The new download section on Tunes.com offers artists, known or unknown, the chance to create a homepage where they can describe their music and upload artwork, photos and as many as 5 songs in the MP3 format - all for free. Once the page is complete, it is stored in a database searchable by the site's visitors by artist name, genre or musical influences (as described on a "Sounds Like" section of the artists' pages.) The real allure for artists will no doubt be the promise of stardom - editors from both "Rolling Stone" and "The Source," have promised to take time from their normal workload to listen to MP3s posted by the hopeful artists and select promising ones for a promo spot on the front page.

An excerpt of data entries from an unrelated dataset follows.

//! # credbridge-api -- Webhook service for credbridge
//!
//! Receives wallet issuance and verification notifications and turns them
//! into the bridge's two side effects: a credential written to the on-chain
//! registry, and a door opened after a successful presentation.
//!
//! ## API Surface
//!
//! | Route                  | Module              | Purpose                        |
//! |------------------------|---------------------|--------------------------------|
//! | `POST /issue`          | [`routes::issue`]   | Issuance event correlation     |
//! | `POST /issue/status`   | [`routes::issue`]   | Credential revocation toggle   |
//! | `GET /issue/health`    | [`routes::issue`]   | Registry signer and endpoint   |
//! | `POST /verify`         | [`routes::verify`]  | Verification relay to the door |
//! | `GET /verify/topics`   | [`routes::verify`]  | Drain buffered verifier events |
//!
//! ## Middleware Stack (execution order)
//!
//! ```text
//! TraceLayer → MetricsMiddleware → Handler
//! ```
//!
//! Webhooks are unauthenticated; the service is expected to sit behind the
//! wallet provider's network boundary.

pub mod error;
pub mod extractors;
pub mod middleware;
pub mod routes;
pub mod state;
pub mod topics;

use axum::middleware::from_fn;
use axum::Router;

use crate::middleware::metrics::ApiMetrics;
use crate::state::AppState;

/// Assemble the full application router with all routes and middleware.
pub fn app(state: AppState) -> Router {
    app_with_metrics(state, ApiMetrics::new())
}

/// Like [`app`], counting requests into a caller-owned [`ApiMetrics`].
pub fn app_with_metrics(state: AppState, metrics: ApiMetrics) -> Router {
    let api = Router::new()
        .merge(routes::issue::router())
        .merge(routes::verify::router())
        .layer(from_fn(middleware::metrics::metrics_middleware))
        .layer(middleware::tracing_layer::layer())
        .layer(axum::Extension(metrics))
        .with_state(state);

    // Health probes stay outside the metrics layer.
    let health = Router::new()
        .route("/health/liveness", axum::routing::get(liveness))
        .route("/health/readiness", axum::routing::get(readiness));

    Router::new().merge(health).merge(api)
}

/// Liveness probe: 200 while the process is running.
async fn liveness() -> &'static str {
    "ok"
}

/// Readiness probe: 200 once the router is serving.
async fn readiness() -> &'static str {
    "ready"
}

This "hot picks" approach is designed to give consumers an inroad into a potentially overwhelming deluge of unsigned bands. "It will give people an intelligent head start on what's good," said Tunes.com's VP of Marketing Jo Sager, who said the company expected a "morass" of artists to jump at the chance to be discovered. TheSource.com has branded its editor-selected section as "TheSource.com's Unsigned Hype," playing upon a popular section of the magazine, by the same name, in which lyrics from unsigned hip-hop acts are featured by the editors who "discovered" them. TheSource.com editor Jeff Jones said acts featured in the section are often signed by labels, big and small. Both magazines' editorial staffs have also agreed to promote some of the artists "discovered" through Download This in the pages of their print magazines. Though winning a spot in the magazine won't be easy, posting music through Tunes.com is. Artists need only download a copy of Music Match Jukebox, or Real Jukebox, encode MP3 versions of songs off their CD, then drag and drop into the Download This template. Sager says Tunes.com will remove any page featuring music that is obviously pirated from the copyright holder (in other words, an Alanis song posted by someone not Alanis,). There will be some censorship, as the company will also remove anything that doesn't "sound like music - people who submit animal noises and other inappropriate things."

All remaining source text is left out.